Iowa State University Antique Tractor Club members learn fine points of old iron.
Club members with the Oliver after its restoration: Kneeling, left to right: Kendra Doty, Stacey Tjaden, Dan Janiszewski, Eric Allen. Standing at left (left to right): Ben Offenburger, Jeff Bowman, Sam Lee, Austin Hinrichs (far back slightly covered), William Frels, Shaun McCarthy. Standing at right (left to right): Emma Halfmann, Ben Swartzrock (in back), Mackenzie Barton, Tyler Curry, Coady Mobley, Grad Student Advisor Preston Byrd, Kyle Huber, Travis Greiner. On the tractor (left to right): Dennis Williams, Jeffrey Schott, Vice President Clark Hall.
Some Iowa State University students have a rather unusual credit on their resumes: “Member: ISU Antique Tractor Club.” Although they don’t earn credit and some have to squeeze meetings into heavy class loads, ISU students at Ames have been enjoying the benefits of their own on-campus tractor club for the past several years. This fall they’ve begun restoring a 1951 Massey-Harris 22 that was recently donated by an area collector.
Club President William Frels says the club has been so popular that it’s outgrown its original shop location. Loren Book, who farms northeast of Ames, owns the shop where the group painted the last three tractors it restored and where members worked on their 2012 tractor project. A Minneapolis-Moline enthusiast, Loren got acquainted with the group when members worked on a MM ZTU three years ago. He allowed the club to work in his shop since then, but the club’s growth has necessitated a move.

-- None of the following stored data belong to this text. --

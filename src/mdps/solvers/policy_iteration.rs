use super::{expected_return, greedy_action};
use crate::mdps::{Mdp, MdpSolver};
use crate::{Continous, Discrete};
use std::rc::Rc;
use tracing::debug;

/// Policy iteration: full policy evaluation alternated with greedy policy
/// improvement until the policy stops changing.
#[derive(Clone)]
pub struct PolicyIteration {
    mdp: Rc<dyn Mdp>,
    v: Vec<Continous>,
    pi: Vec<Discrete>,
}

impl PolicyIteration {
    pub fn new(mdp: Rc<dyn Mdp>, initial_v: Continous, initial_action: Discrete) -> Self {
        let n_s = mdp.n_s();
        Self {
            mdp,
            v: vec![initial_v; n_s],
            pi: vec![initial_action; n_s],
        }
    }

    /// Current (not necessarily optimal) policy table.
    pub fn policy(&self) -> &[Discrete] {
        &self.pi
    }

    /// Evaluation sweeps for the current fixed policy, in place. The sweep
    /// cap matters at gamma = 1: a policy that strands states away from
    /// every terminal diverges at a constant delta, and the cap turns that
    /// into a truncated evaluation the next improvement step recovers from.
    const MAX_EVAL_SWEEPS: usize = 10_000;

    fn evaluate(&mut self, theta: Continous) -> usize {
        let transitions = self.mdp.transitions();
        let gamma = self.mdp.gamma();

        let mut count = 0;
        while count < Self::MAX_EVAL_SWEEPS {
            let mut delta: Continous = 0.;
            count += 1;
            for s in 0..self.mdp.n_s() {
                let next_v =
                    expected_return(&transitions, s as Discrete, self.pi[s], &self.v, gamma);
                delta = delta.max((self.v[s] - next_v).abs());
                self.v[s] = next_v;
            }
            if delta < theta {
                return count;
            }
        }
        count
    }

    /// Q gaps below this count as ties and the incumbent action is kept.
    /// Evaluating to a finite theta leaves noise in the values, and
    /// re-picking the first maximizer from scratch would flip near-tied
    /// actions between rounds without ever reaching a stable policy.
    const IMPROVEMENT_SLACK: Continous = 1e-3;

    /// Greedy improvement; returns whether the policy was left unchanged.
    fn improve(&mut self) -> bool {
        let transitions = self.mdp.transitions();
        let gamma = self.mdp.gamma();

        let mut is_stable = true;
        for s in 0..self.mdp.n_s() {
            let incumbent = self.pi[s];
            let best = greedy_action(&transitions, s as Discrete, self.mdp.n_a(), &self.v, gamma);
            if best == incumbent {
                continue;
            }
            let q_best = expected_return(&transitions, s as Discrete, best, &self.v, gamma);
            let q_incumbent =
                expected_return(&transitions, s as Discrete, incumbent, &self.v, gamma);
            if q_best - q_incumbent < Self::IMPROVEMENT_SLACK {
                continue;
            }
            self.pi[s] = best;
            is_stable = false;
        }
        is_stable
    }
}

impl MdpSolver<bool> for PolicyIteration {
    fn v_star(&self, s: Discrete) -> Continous {
        self.v[s as usize]
    }

    fn q_star(&self, s: Discrete, a: Discrete) -> Option<Continous> {
        let transitions = self.mdp.transitions();
        transitions
            .contains_key(&(s, a))
            .then(|| expected_return(&transitions, s, a, &self.v, self.mdp.gamma()))
    }

    fn pi_star(&self, s: Discrete) -> Option<Discrete> {
        let transitions = self.mdp.transitions();
        (0..self.mdp.n_a() as Discrete)
            .any(|a| transitions.contains_key(&(s, a)))
            .then(|| self.pi[s as usize])
    }

    fn exec(&mut self, theta: Continous, num_iterations: Option<usize>) -> (bool, usize) {
        let cap = num_iterations.unwrap_or(usize::MAX);
        let mut rounds = 0;
        while rounds < cap {
            rounds += 1;
            let sweeps = self.evaluate(theta);
            let is_stable = self.improve();
            debug!(round = rounds, sweeps, is_stable, "policy iteration round");
            if is_stable {
                return (true, rounds);
            }
        }
        (false, rounds)
    }
}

“We’re moving into a university-owned building just off campus this fall,” William says. “Our only dilemma with that is that we were using the tools in Loren’s shop. Our plan this year is to work with tool companies to obtain donated tools and raise funds to buy the rest.” The club will also be responsible for utilities at the new space.
William joined the club two years ago when he moved to Ames from his hometown of Guthrie Center, Iowa, to begin his academic career. Now a junior majoring in animal science, the idea of restoring vintage tractors was nothing new to him.
“I had quite a bit of experience with antique tractors,” William says. “My grandfather and father were both interested in working on old tractors and gas engines when I was growing up. Dad actually heard about the ISU tractor club before I did and encouraged me to check it out. Since I’ve been playing with old tractors all my life, I’ve found it refreshing to have an extracurricular activity here that allows me to take a break from classes and homework.”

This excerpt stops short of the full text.